• _WHAT THIS TASK INVOLVES_:
Lines in the entries below where the word "Result" shows up should each be copied.

• _SUPPLIED ENTRIES_:
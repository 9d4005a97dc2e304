//! Image directory loading and transport encoding.
//!
//! Every accepted image is decoded (which doubles as validation), downscaled
//! so its longest edge fits the configured limit, and re-encoded as JPEG. The
//! raw bytes are dropped once the base64 form exists.

use std::path::{Path, PathBuf};

use base64::Engine;
use base64::engine::general_purpose::STANDARD;
use image::codecs::jpeg::JpegEncoder;
use image::imageops::FilterType;
use matspec_core::ImageInput;
use tracing::{debug, info, warn};

use crate::StoreError;

const EXTENSIONS: &[&str] = &["png", "jpg", "jpeg"];
const JPEG_QUALITY: u8 = 90;
const TRANSPORT_MEDIA_TYPE: &str = "image/jpeg";

/// A candidate file that could not be used.
#[derive(Debug, Clone, PartialEq, Eq)]
pub struct SkippedImage {
    pub name: String,
    pub reason: String,
}

/// Result of scanning an image directory.
#[derive(Debug)]
pub struct LoadReport {
    /// Valid images in file-name order.
    pub images: Vec<ImageInput>,
    pub skipped: Vec<SkippedImage>,
}

/// True when the file name carries a PNG or JPEG extension (any case).
pub fn is_supported_image(path: &Path) -> bool {
    path.extension()
        .and_then(|e| e.to_str())
        .is_some_and(|e| EXTENSIONS.contains(&e.to_ascii_lowercase().as_str()))
}

/// Decode, downscale and re-encode one image for transport.
pub fn encode_image(name: &str, bytes: &[u8], max_edge: u32) -> Result<ImageInput, StoreError> {
    let invalid = |message: String| StoreError::Image {
        name: name.to_string(),
        message,
    };

    if bytes.is_empty() {
        return Err(invalid("file is empty".into()));
    }
    let format = image::guess_format(bytes)
        .map_err(|_| invalid("not a recognisable PNG or JPEG image".into()))?;
    let mut img = image::load_from_memory(bytes)
        .map_err(|e| invalid(format!("corrupt or unreadable image ({e})")))?;

    let (width, height) = (img.width(), img.height());
    if width.max(height) > max_edge {
        img = img.resize(max_edge, max_edge, FilterType::Triangle);
        debug!(
            name,
            from = %format!("{width}x{height}"),
            to = %format!("{}x{}", img.width(), img.height()),
            "downscaled image"
        );
    }

    let rgb = img.to_rgb8();
    let mut jpeg = Vec::new();
    JpegEncoder::new_with_quality(&mut jpeg, JPEG_QUALITY)
        .encode_image(&rgb)
        .map_err(|e| invalid(format!("could not re-encode image ({e})")))?;

    Ok(ImageInput {
        name: name.to_string(),
        path: None,
        source_media_type: format.to_mime_type().to_string(),
        media_type: TRANSPORT_MEDIA_TYPE.to_string(),
        encoded: STANDARD.encode(&jpeg),
        original_len: bytes.len(),
    })
}

/// Load every PNG/JPEG file in `dir`, skipping unreadable ones.
///
/// Subdirectories and other file types are ignored without a warning.
pub fn load_images(dir: &Path, max_edge: u32) -> Result<LoadReport, StoreError> {
    if !dir.is_dir() {
        return Err(StoreError::InvalidDirectory(dir.to_path_buf()));
    }

    let mut candidates: Vec<PathBuf> = std::fs::read_dir(dir)?
        .filter_map(|entry| entry.ok())
        .map(|entry| entry.path())
        .filter(|p| p.is_file() && is_supported_image(p))
        .collect();
    candidates.sort_by(|a, b| a.file_name().cmp(&b.file_name()));

    let mut images = Vec::new();
    let mut skipped = Vec::new();
    for path in candidates {
        let name = path
            .file_name()
            .map(|n| n.to_string_lossy().into_owned())
            .unwrap_or_default();
        let loaded = std::fs::read(&path)
            .map_err(|e| StoreError::Image {
                name: name.clone(),
                message: format!("could not read file ({e})"),
            })
            .and_then(|bytes| encode_image(&name, &bytes, max_edge));
        match loaded {
            Ok(mut input) => {
                input.path = Some(path);
                images.push(input);
            }
            Err(e) => {
                let reason = match e {
                    StoreError::Image { message, .. } => message,
                    other => other.to_string(),
                };
                warn!(image = %name, %reason, "skipping image");
                skipped.push(SkippedImage { name, reason });
            }
        }
    }

    if images.is_empty() {
        return Err(StoreError::NoImages(dir.to_path_buf()));
    }
    info!(
        loaded = images.len(),
        skipped = skipped.len(),
        dir = %dir.display(),
        "loaded images"
    );
    Ok(LoadReport { images, skipped })
}

#[cfg(test)]
mod tests {
    use super::*;
    use image::{ImageFormat, Rgb, RgbImage};
    use std::io::Cursor;

    fn image_bytes(width: u32, height: u32, format: ImageFormat) -> Vec<u8> {
        let img = RgbImage::from_pixel(width, height, Rgb([120, 90, 60]));
        let mut buf = Cursor::new(Vec::new());
        img.write_to(&mut buf, format).unwrap();
        buf.into_inner()
    }

    fn decode(input: &ImageInput) -> image::DynamicImage {
        let bytes = STANDARD.decode(&input.encoded).unwrap();
        image::load_from_memory(&bytes).unwrap()
    }

    #[test]
    fn two_valid_one_corrupt() {
        let dir = tempfile::tempdir().unwrap();
        std::fs::write(dir.path().join("b.jpg"), image_bytes(8, 8, ImageFormat::Jpeg)).unwrap();
        std::fs::write(dir.path().join("a.png"), image_bytes(8, 8, ImageFormat::Png)).unwrap();
        std::fs::write(dir.path().join("c.png"), b"\x89PNG\r\n\x1a\nnot really").unwrap();

        let report = load_images(dir.path(), 1568).unwrap();
        let names: Vec<_> = report.images.iter().map(|i| i.name.as_str()).collect();
        assert_eq!(names, vec!["a.png", "b.jpg"]);
        assert_eq!(report.skipped.len(), 1);
        assert_eq!(report.skipped[0].name, "c.png");
        assert!(report.images.iter().all(|i| i.media_type == "image/jpeg"));
        assert_eq!(report.images[0].source_media_type, "image/png");
        assert_eq!(report.images[0].path, Some(dir.path().join("a.png")));
    }

    #[test]
    fn ignores_other_files_and_subdirectories() {
        let dir = tempfile::tempdir().unwrap();
        std::fs::write(dir.path().join("notes.txt"), "hello").unwrap();
        std::fs::create_dir(dir.path().join("nested.png")).unwrap();
        std::fs::write(dir.path().join("PHOTO.JPEG"), image_bytes(4, 4, ImageFormat::Jpeg))
            .unwrap();

        let report = load_images(dir.path(), 1568).unwrap();
        assert_eq!(report.images.len(), 1);
        assert_eq!(report.images[0].name, "PHOTO.JPEG");
        assert!(report.skipped.is_empty());
    }

    #[test]
    fn missing_directory_is_invalid() {
        let dir = tempfile::tempdir().unwrap();
        let err = load_images(&dir.path().join("missing"), 1568).unwrap_err();
        assert!(matches!(err, StoreError::InvalidDirectory(_)));
    }

    #[test]
    fn directory_without_valid_images() {
        let dir = tempfile::tempdir().unwrap();
        std::fs::write(dir.path().join("broken.jpg"), b"").unwrap();
        let err = load_images(dir.path(), 1568).unwrap_err();
        assert!(matches!(err, StoreError::NoImages(_)));
    }

    #[test]
    fn large_images_are_downscaled() {
        let input = encode_image("wide.png", &image_bytes(400, 100, ImageFormat::Png), 200)
            .unwrap();
        let img = decode(&input);
        assert_eq!((img.width(), img.height()), (200, 50));
    }

    #[test]
    fn small_images_keep_their_size() {
        let input = encode_image("small.png", &image_bytes(30, 20, ImageFormat::Png), 200)
            .unwrap();
        let img = decode(&input);
        assert_eq!((img.width(), img.height()), (30, 20));
    }

    #[test]
    fn text_is_not_an_image() {
        let err = encode_image("x.png", b"hello world", 1568).unwrap_err();
        assert!(matches!(err, StoreError::Image { .. }));
    }
}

• _EXERCISE SOLUTION_:
/// Result of scanning an image directory.
pub fn encode_image(name: &str, bytes: &[u8], max_edge: u32) -> Result<ImageInput, StoreError> {
pub fn load_images(dir: &Path, max_edge: u32) -> Result<LoadReport, StoreError> {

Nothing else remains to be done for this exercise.